Ketiga, Kebutuhan akan Brand Ecosystem Semakin Tinggi. Brand-brand yang berinteraksi dengan konsumen semakin dituntut untuk bisa hidup secara sosial di antara manusia. Harus selalu relevan dan memiliki thema-thema (content) yang mampu bersaing. Bahkan, dengan thema-thema non komersial. Brand-brand dituntut untuk berhubungan dengan thema-thema sosial lain. Di sinilah, brand dituntut memperjelas ekosistemnya. Selain itu, menjalin hubungan dengan konsumen bukan hanya saat pembelian berlangsung, tapi lebih jauh dari itu. Para marketer dan perancang komunikasi dituntut untuk mampu memimpin orkestrasi dalam brand ekosistem dan melanggengkannya.
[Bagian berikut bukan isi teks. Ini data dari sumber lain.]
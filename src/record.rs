//! Record Iterator Module
//!
//! Adapts a [`ShuffleReadClient`] to an iterator of typed key/value records.
//!
//! ## Block Payload Format
//! ```text
//! ┌────────────────┬────────────────┬─────┬────────────────┐
//! │ bincode (K, V) │ bincode (K, V) │ ... │ bincode (K, V) │
//! └────────────────┴────────────────┴─────┴────────────────┘
//! ```
//! Records carry no framing of their own; bincode's encoding is
//! self-delimiting.

use std::collections::VecDeque;
use std::iter::FusedIterator;
use std::sync::atomic::{AtomicU64, Ordering};
use std::sync::Arc;
use std::time::{Duration, Instant};

use bytes::Bytes;
use serde::de::DeserializeOwned;
use serde::Serialize;
use tracing::debug;

use crate::client::ShuffleReadClient;
use crate::error::Result;

// =============================================================================
// Record Codec
// =============================================================================

/// Encode records into one block payload
pub fn encode_records<K, V>(records: &[(K, V)]) -> Result<Bytes>
where
    K: Serialize,
    V: Serialize,
{
    let mut buf = Vec::new();
    for record in records {
        bincode::serialize_into(&mut buf, record)?;
    }
    Ok(Bytes::from(buf))
}

/// Decode every record of one block payload
pub fn decode_records<K, V>(payload: &[u8]) -> Result<Vec<(K, V)>>
where
    K: DeserializeOwned,
    V: DeserializeOwned,
{
    let mut cursor = payload;
    let mut records = Vec::new();
    while !cursor.is_empty() {
        records.push(bincode::deserialize_from(&mut cursor)?);
    }
    Ok(records)
}

// =============================================================================
// Metrics
// =============================================================================

/// Write-only sink for read-side metrics
pub trait ShuffleReadMetrics {
    fn inc_records_read(&self, count: u64);

    fn inc_bytes_read(&self, bytes: u64);

    /// Time spent blocked waiting for the next batch
    fn inc_fetch_wait(&self, wait: Duration);
}

/// Atomic counters implementing [`ShuffleReadMetrics`]
#[derive(Debug, Default)]
pub struct ReadMetrics {
    records_read: AtomicU64,
    bytes_read: AtomicU64,
    fetch_wait_nanos: AtomicU64,
}

impl ReadMetrics {
    pub fn new() -> Self {
        Self::default()
    }

    pub fn records_read(&self) -> u64 {
        self.records_read.load(Ordering::Relaxed)
    }

    pub fn bytes_read(&self) -> u64 {
        self.bytes_read.load(Ordering::Relaxed)
    }

    pub fn fetch_wait(&self) -> Duration {
        Duration::from_nanos(self.fetch_wait_nanos.load(Ordering::Relaxed))
    }
}

impl ShuffleReadMetrics for ReadMetrics {
    fn inc_records_read(&self, count: u64) {
        self.records_read.fetch_add(count, Ordering::Relaxed);
    }

    fn inc_bytes_read(&self, bytes: u64) {
        self.bytes_read.fetch_add(bytes, Ordering::Relaxed);
    }

    fn inc_fetch_wait(&self, wait: Duration) {
        let nanos = u64::try_from(wait.as_nanos()).unwrap_or(u64::MAX);
        self.fetch_wait_nanos.fetch_add(nanos, Ordering::Relaxed);
    }
}

impl<T: ShuffleReadMetrics + ?Sized> ShuffleReadMetrics for Arc<T> {
    fn inc_records_read(&self, count: u64) {
        (**self).inc_records_read(count)
    }

    fn inc_bytes_read(&self, bytes: u64) {
        (**self).inc_bytes_read(bytes)
    }

    fn inc_fetch_wait(&self, wait: Duration) {
        (**self).inc_fetch_wait(wait)
    }
}

// =============================================================================
// Record Iterator
// =============================================================================

/// Iterator over the `(K, V)` records of one partition
///
/// When the client reads to the end of the partition its completeness check
/// runs exactly once and its failure, if any, is the last item. Stopping
/// through a cancel handle ends the stream without a check. The client is closed afterwards
/// and the iterator yields nothing more.
pub struct RecordIterator<K, V, M = ReadMetrics> {
    client: ShuffleReadClient,
    metrics: M,
    /// Delivered blocks not decoded yet
    pending_blocks: VecDeque<Bytes>,
    /// Records of the block being consumed
    records: std::vec::IntoIter<(K, V)>,
    finished: bool,
}

impl<K, V, M> RecordIterator<K, V, M>
where
    K: DeserializeOwned,
    V: DeserializeOwned,
    M: ShuffleReadMetrics,
{
    pub fn new(client: ShuffleReadClient, metrics: M) -> Self {
        Self {
            client,
            metrics,
            pending_blocks: VecDeque::new(),
            records: Vec::new().into_iter(),
            finished: false,
        }
    }

    pub fn metrics(&self) -> &M {
        &self.metrics
    }

    pub fn client(&self) -> &ShuffleReadClient {
        &self.client
    }

    /// Stop early and release storage handles
    pub fn close(&mut self) {
        self.finished = true;
        self.client.close();
    }

    /// End of stream: completeness check, then close
    ///
    /// A stream stopped by close or cancellation is not checked.
    fn finish(&mut self) -> Option<Result<(K, V)>> {
        self.finished = true;
        if !self.client.is_exhausted() {
            self.client.close();
            debug!("Record stream stopped before the end");
            return None;
        }

        let check = self.client.check_processed_block_ids();
        self.client.close();
        debug!(
            processed = self.client.processed_block_ids().len(),
            complete = check.is_ok(),
            "Record stream finished"
        );
        check.err().map(Err)
    }

    fn fail(&mut self, error: crate::ShuffleError) -> Option<Result<(K, V)>> {
        self.finished = true;
        self.client.close();
        Some(Err(error))
    }
}

impl<K, V, M> Iterator for RecordIterator<K, V, M>
where
    K: DeserializeOwned,
    V: DeserializeOwned,
    M: ShuffleReadMetrics,
{
    type Item = Result<(K, V)>;

    fn next(&mut self) -> Option<Self::Item> {
        loop {
            if self.finished {
                return None;
            }

            if let Some(record) = self.records.next() {
                self.metrics.inc_records_read(1);
                return Some(Ok(record));
            }

            if let Some(block) = self.pending_blocks.pop_front() {
                match decode_records(&block) {
                    Ok(records) => {
                        self.metrics.inc_bytes_read(block.len() as u64);
                        self.records = records.into_iter();
                        continue;
                    }
                    Err(e) => return self.fail(e),
                }
            }

            let started = Instant::now();
            match self.client.read_shuffle_block_data() {
                Ok(Some(batch)) => {
                    self.metrics.inc_fetch_wait(started.elapsed());
                    self.pending_blocks
                        .extend(batch.blocks().map(|(_, payload)| payload));
                }
                Ok(None) => return self.finish(),
                Err(e) => return self.fail(e),
            }
        }
    }
}

impl<K, V, M> FusedIterator for RecordIterator<K, V, M>
where
    K: DeserializeOwned,
    V: DeserializeOwned,
    M: ShuffleReadMetrics,
{
}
Keempat, Marketing Applications (Apps) dan Apps untuk Brand Semakin Naik. Keinginan para marketer untuk berhubungan terus-menerus dengan konsumen melahirkan Apps-Apps baru di dunia digital. Apps-Apps ini mewakili brand dan dirancang untuk mampu mempertahankan loyalitas. Di sinilah, persaingan bukan lagi terjadi pada level pembelian belaka, tapi juga terjadi pada perebutan relationship. Marketing Apps akan menjadi concern baru para marketer.
Kelima, Listening, Analisis, dan Conversation Management Semakin Naik. Populasi pengguna social media semakin tinggi dan semakin sah dijadikan patokan atau ukuran untuk menilai perilaku konsumen di pasar sesungguhnya. Di saat inilah, proses mendengar, menganalisis, dan mengatur conversation menjadi semakin strategis. Penggunaan tools-tools social listening dan conversation management menjadi concern penting para perancang pemasaran.
Keenam, Sensitivitas terhadap Iklan Semakin Tinggi. Kritisisme terhadap kemunculan iklan semakin tinggi. Bukan hanya di media media digital, tapi juga di media media konvensional. Kritisisme ini melebar, karena ruang sosial semakin kuat dan iklan tidak selalu berhasil menginterupsi pembicaraan sosial. Kenyataan ini membuat para pengelola brand dipaksa memposisikan brand dan mendorong brand-nya untuk masuk di ranah sosial secara subtle.
Ketujuh, Governance di Social Media Mulai Terbentuk. Rules, etika, dan kesadaran untuk menggunakan social media secara lebih beradab semakin menjadi perhatian. Kesadaran itu semakin meningkat, bukan hanya pada content politik, tapi juga akan merambah di informasi-informasi commercial lainnya.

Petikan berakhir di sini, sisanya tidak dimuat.